## ABOUT THIS TASK:
Please repeat the data exactly, leaving nothing out.

(Dataset records)
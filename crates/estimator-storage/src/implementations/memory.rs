//! In-memory storage backend.
//!
//! Stores state in a shared HashMap, useful for tests and for nodes that
//! preload state at startup. Driver handles share the backing map but
//! keep private write caches, so staged writes from one request are never
//! visible to another.

use crate::{contract_code_key, StateBackend, StateDriver, StorageError};
use async_trait::async_trait;
use estimator_types::{ConfigSchema, Schema, StateValue, ValidationError};
use std::collections::{BTreeMap, HashMap};
use std::sync::Arc;
use tokio::sync::RwLock;

/// Shared in-memory backing store.
pub struct MemoryBackend {
	/// Committed state, shared by every driver handle.
	store: Arc<RwLock<HashMap<String, StateValue>>>,
}

impl MemoryBackend {
	/// Creates an empty in-memory backend.
	pub fn new() -> Self {
		Self {
			store: Arc::new(RwLock::new(HashMap::new())),
		}
	}
}

impl Default for MemoryBackend {
	fn default() -> Self {
		Self::new()
	}
}

impl StateBackend for MemoryBackend {
	fn driver(&self) -> Box<dyn StateDriver> {
		Box::new(MemoryDriver {
			store: Arc::clone(&self.store),
			cache: RwLock::new(BTreeMap::new()),
		})
	}

	fn config_schema(&self) -> Box<dyn ConfigSchema> {
		Box::new(MemoryBackendSchema)
	}
}

/// A driver handle over the shared in-memory store.
pub struct MemoryDriver {
	store: Arc<RwLock<HashMap<String, StateValue>>>,
	cache: RwLock<BTreeMap<String, StateValue>>,
}

#[async_trait]
impl StateDriver for MemoryDriver {
	async fn get(&self, key: &str) -> Result<Option<StateValue>, StorageError> {
		if let Some(value) = self.cache.read().await.get(key) {
			return Ok(Some(value.clone()));
		}
		Ok(self.store.read().await.get(key).cloned())
	}

	async fn set(&self, key: &str, value: StateValue) -> Result<(), StorageError> {
		self.cache.write().await.insert(key.to_string(), value);
		Ok(())
	}

	async fn keys(&self, prefix: &str) -> Result<Vec<String>, StorageError> {
		let mut keys: Vec<String> = self
			.store
			.read()
			.await
			.keys()
			.filter(|k| k.starts_with(prefix))
			.cloned()
			.collect();
		keys.extend(
			self.cache
				.read()
				.await
				.keys()
				.filter(|k| k.starts_with(prefix))
				.cloned(),
		);
		keys.sort();
		keys.dedup();
		Ok(keys)
	}

	async fn get_contract(&self, name: &str) -> Result<Option<String>, StorageError> {
		let value = self.get(&contract_code_key(name)).await?;
		Ok(value.and_then(|v| v.as_text().map(str::to_string)))
	}

	async fn flush_cache(&self) -> Result<(), StorageError> {
		self.cache.write().await.clear();
		Ok(())
	}

	async fn commit(&self) -> Result<(), StorageError> {
		let mut cache = self.cache.write().await;
		let mut store = self.store.write().await;
		for (key, value) in std::mem::take(&mut *cache) {
			store.insert(key, value);
		}
		Ok(())
	}
}

/// Configuration schema for the in-memory backend.
pub struct MemoryBackendSchema;

impl ConfigSchema for MemoryBackendSchema {
	fn validate(&self, config: &toml::Value) -> Result<(), ValidationError> {
		// The memory backend has no required configuration
		Schema::new(vec![], vec![]).validate(config)
	}
}

/// Factory function to create an in-memory backend from configuration.
pub fn create_backend(
	_config: &toml::Value,
) -> Result<Arc<dyn StateBackend>, StorageError> {
	Ok(Arc::new(MemoryBackend::new()))
}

## ANSWER BELOW:
filename crates/estimator-storage/src/implementations/memory.rs
//! In-memory storage backend.
//!
//! Stores state in a shared HashMap, useful for tests and for nodes that
//! preload state at startup. Driver handles share the backing map but
//! keep private write caches, so staged writes from one request are never
//! visible to another.

use crate::{contract_code_key, StateBackend, StateDriver, StorageError};
use async_trait::async_trait;
use estimator_types::{ConfigSchema, Schema, StateValue, ValidationError};
use std::collections::{BTreeMap, HashMap};
use std::sync::Arc;
use tokio::sync::RwLock;

/// Shared in-memory backing store.
pub struct MemoryBackend {
	/// Committed state, shared by every driver handle.
	store: Arc<RwLock<HashMap<String, StateValue>>>,
}

impl MemoryBackend {
	/// Creates an empty in-memory backend.
	pub fn new() -> Self {
		Self {
			store: Arc::new(RwLock::new(HashMap::new())),
		}
	}
}

impl Default for MemoryBackend {
	fn default() -> Self {
		Self::new()
	}
}

impl StateBackend for MemoryBackend {
	fn driver(&self) -> Box<dyn StateDriver> {
		Box::new(MemoryDriver {
			store: Arc::clone(&self.store),
			cache: RwLock::new(BTreeMap::new()),
		})
	}

	fn config_schema(&self) -> Box<dyn ConfigSchema> {
		Box::new(MemoryBackendSchema)
	}
}

/// A driver handle over the shared in-memory store.
pub struct MemoryDriver {
	store: Arc<RwLock<HashMap<String, StateValue>>>,
	cache: RwLock<BTreeMap<String, StateValue>>,
}

#[async_trait]
impl StateDriver for MemoryDriver {
	async fn get(&self, key: &str) -> Result<Option<StateValue>, StorageError> {
		if let Some(value) = self.cache.read().await.get(key) {
			return Ok(Some(value.clone()));
		}
		Ok(self.store.read().await.get(key).cloned())
	}

	async fn set(&self, key: &str, value: StateValue) -> Result<(), StorageError> {
		self.cache.write().await.insert(key.to_string(), value);
		Ok(())
	}

	async fn keys(&self, prefix: &str) -> Result<Vec<String>, StorageError> {
		let mut keys: Vec<String> = self
			.store
			.read()
			.await
			.keys()
			.filter(|k| k.starts_with(prefix))
			.cloned()
			.collect();
		keys.extend(
			self.cache
				.read()
				.await
				.keys()
				.filter(|k| k.starts_with(prefix))
				.cloned(),
		);
		keys.sort();
		keys.dedup();
		Ok(keys)
	}

	async fn get_contract(&self, name: &str) -> Result<Option<String>, StorageError> {
		let value = self.get(&contract_code_key(name)).await?;
		Ok(value.and_then(|v| v.as_text().map(str::to_string)))
	}

	async fn flush_cache(&self) -> Result<(), StorageError> {
		self.cache.write().await.clear();
		Ok(())
	}

	async fn commit(&self) -> Result<(), StorageError> {
		let mut cache = self.cache.write().await;
		let mut store = self.store.write().await;
		for (key, value) in std::mem::take(&mut *cache) {
			store.insert(key, value);
		}
		Ok(())
	}
}

/// Configuration schema for the in-memory backend.
pub struct MemoryBackendSchema;

impl ConfigSchema for MemoryBackendSchema {
	fn validate(&self, config: &toml::Value) -> Result<(), ValidationError> {
		// The memory backend has no required configuration
		Schema::new(vec![], vec![]).validate(config)
	}
}

/// Factory function to create an in-memory backend from configuration.
pub fn create_backend(
	_config: &toml::Value,
) -> Result<Arc<dyn StateBackend>, StorageError> {
	Ok(Arc::new(MemoryBackend::new()))
}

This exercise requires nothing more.